• _Extracted data_
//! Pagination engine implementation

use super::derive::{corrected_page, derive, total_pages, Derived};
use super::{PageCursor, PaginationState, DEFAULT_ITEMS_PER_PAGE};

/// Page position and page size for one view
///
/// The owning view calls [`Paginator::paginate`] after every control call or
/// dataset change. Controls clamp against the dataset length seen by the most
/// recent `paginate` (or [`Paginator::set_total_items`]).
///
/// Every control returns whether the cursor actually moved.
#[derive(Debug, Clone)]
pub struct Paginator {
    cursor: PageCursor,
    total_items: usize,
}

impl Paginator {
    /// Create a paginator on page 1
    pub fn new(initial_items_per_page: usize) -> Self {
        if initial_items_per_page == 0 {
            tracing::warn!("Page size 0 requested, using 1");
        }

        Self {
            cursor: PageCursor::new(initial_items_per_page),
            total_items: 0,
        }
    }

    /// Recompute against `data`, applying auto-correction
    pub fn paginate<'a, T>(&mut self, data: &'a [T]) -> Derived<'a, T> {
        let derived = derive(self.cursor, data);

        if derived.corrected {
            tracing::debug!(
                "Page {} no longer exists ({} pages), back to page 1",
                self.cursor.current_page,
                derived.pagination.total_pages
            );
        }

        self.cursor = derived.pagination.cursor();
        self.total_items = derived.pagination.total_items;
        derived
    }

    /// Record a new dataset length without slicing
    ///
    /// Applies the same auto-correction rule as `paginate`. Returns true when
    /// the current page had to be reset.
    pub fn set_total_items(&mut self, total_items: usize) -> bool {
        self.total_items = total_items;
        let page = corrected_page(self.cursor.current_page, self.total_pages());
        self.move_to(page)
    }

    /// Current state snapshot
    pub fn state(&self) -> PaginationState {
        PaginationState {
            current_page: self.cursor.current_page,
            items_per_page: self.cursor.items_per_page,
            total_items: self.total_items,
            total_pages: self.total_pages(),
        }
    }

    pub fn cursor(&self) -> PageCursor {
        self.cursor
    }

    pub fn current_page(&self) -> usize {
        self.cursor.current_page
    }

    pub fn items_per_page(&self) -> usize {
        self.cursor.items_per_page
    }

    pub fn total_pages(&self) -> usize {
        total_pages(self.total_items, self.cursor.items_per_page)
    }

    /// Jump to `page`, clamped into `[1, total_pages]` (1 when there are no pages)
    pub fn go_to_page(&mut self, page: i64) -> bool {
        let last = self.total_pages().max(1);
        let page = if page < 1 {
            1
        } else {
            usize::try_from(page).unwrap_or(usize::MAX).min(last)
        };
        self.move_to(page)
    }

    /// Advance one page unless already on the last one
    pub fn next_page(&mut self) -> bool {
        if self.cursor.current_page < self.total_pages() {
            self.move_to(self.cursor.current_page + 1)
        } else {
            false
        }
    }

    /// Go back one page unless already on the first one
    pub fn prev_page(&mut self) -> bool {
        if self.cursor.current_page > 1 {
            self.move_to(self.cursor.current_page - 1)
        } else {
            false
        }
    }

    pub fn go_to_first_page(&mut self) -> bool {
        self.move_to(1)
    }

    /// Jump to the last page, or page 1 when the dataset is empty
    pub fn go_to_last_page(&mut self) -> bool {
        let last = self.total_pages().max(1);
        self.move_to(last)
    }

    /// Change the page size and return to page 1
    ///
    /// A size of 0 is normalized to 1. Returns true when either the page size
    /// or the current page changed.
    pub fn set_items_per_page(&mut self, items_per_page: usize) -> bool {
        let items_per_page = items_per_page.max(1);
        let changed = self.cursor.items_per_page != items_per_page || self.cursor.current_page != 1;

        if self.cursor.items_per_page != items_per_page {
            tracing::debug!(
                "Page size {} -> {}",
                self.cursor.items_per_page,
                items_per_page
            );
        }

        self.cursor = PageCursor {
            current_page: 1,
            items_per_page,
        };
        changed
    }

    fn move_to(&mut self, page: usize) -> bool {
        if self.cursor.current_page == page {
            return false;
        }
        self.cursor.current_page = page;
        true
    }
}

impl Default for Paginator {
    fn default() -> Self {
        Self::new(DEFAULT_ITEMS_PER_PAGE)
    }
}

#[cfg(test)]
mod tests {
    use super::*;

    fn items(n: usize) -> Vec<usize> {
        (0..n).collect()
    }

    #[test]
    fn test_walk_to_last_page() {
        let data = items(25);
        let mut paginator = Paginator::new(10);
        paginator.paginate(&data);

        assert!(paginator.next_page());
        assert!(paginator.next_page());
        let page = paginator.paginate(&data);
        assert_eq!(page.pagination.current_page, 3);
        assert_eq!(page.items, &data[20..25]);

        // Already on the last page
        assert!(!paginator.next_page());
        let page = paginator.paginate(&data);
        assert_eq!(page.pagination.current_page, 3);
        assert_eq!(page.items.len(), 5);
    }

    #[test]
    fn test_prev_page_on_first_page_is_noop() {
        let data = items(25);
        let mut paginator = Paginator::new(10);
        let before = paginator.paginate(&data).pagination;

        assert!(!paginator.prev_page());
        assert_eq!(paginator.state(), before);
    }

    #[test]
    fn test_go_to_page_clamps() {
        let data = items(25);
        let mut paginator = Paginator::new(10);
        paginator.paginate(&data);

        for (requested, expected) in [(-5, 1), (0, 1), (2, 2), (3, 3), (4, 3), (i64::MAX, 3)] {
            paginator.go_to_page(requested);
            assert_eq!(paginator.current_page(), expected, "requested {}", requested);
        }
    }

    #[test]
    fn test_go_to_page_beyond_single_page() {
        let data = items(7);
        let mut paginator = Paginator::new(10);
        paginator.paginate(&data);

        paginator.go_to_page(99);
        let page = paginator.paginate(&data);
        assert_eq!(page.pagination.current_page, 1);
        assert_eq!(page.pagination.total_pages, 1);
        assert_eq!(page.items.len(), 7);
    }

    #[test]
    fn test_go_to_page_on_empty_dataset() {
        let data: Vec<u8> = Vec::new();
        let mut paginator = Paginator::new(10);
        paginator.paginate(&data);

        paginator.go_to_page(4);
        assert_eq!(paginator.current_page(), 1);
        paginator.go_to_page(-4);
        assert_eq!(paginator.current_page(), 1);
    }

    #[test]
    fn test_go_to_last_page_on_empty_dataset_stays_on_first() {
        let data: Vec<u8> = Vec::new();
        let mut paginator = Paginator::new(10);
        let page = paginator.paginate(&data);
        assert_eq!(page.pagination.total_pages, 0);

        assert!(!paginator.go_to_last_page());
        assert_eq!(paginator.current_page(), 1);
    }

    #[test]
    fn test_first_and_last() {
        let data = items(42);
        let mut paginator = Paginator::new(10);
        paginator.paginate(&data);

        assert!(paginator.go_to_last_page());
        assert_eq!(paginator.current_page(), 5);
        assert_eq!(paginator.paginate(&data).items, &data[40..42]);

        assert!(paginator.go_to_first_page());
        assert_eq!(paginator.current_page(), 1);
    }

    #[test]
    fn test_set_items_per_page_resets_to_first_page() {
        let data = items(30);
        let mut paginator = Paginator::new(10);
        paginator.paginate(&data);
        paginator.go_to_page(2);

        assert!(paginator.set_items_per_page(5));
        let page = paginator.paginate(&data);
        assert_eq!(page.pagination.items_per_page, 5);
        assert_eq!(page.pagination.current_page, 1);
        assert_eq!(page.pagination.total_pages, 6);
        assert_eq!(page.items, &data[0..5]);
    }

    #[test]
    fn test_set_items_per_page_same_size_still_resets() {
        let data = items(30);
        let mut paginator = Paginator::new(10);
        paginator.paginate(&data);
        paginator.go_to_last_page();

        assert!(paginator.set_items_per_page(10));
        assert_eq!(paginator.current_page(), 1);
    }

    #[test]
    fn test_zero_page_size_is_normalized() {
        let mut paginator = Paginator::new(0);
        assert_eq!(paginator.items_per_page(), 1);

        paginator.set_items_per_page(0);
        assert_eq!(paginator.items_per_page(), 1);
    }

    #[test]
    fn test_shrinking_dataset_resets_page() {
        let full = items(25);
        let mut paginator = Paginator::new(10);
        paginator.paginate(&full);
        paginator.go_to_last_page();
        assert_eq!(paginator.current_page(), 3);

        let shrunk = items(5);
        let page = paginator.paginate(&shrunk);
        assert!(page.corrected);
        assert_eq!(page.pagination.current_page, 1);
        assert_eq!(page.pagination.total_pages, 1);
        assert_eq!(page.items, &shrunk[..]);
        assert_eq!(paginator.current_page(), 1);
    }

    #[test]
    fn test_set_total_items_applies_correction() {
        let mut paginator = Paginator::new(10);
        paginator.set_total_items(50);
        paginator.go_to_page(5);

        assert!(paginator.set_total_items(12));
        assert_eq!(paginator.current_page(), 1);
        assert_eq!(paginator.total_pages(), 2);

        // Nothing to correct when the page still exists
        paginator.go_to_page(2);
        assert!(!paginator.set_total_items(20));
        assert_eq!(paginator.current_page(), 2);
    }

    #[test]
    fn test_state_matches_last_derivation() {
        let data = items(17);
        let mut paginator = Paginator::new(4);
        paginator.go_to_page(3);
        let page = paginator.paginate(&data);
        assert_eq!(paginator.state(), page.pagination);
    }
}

• _Work request_
Report every line of the data above that contains the string "unless" by copying it in full.

• _Solution to the problem_
    /// Advance one page unless already on the last one
    /// Go back one page unless already on the first one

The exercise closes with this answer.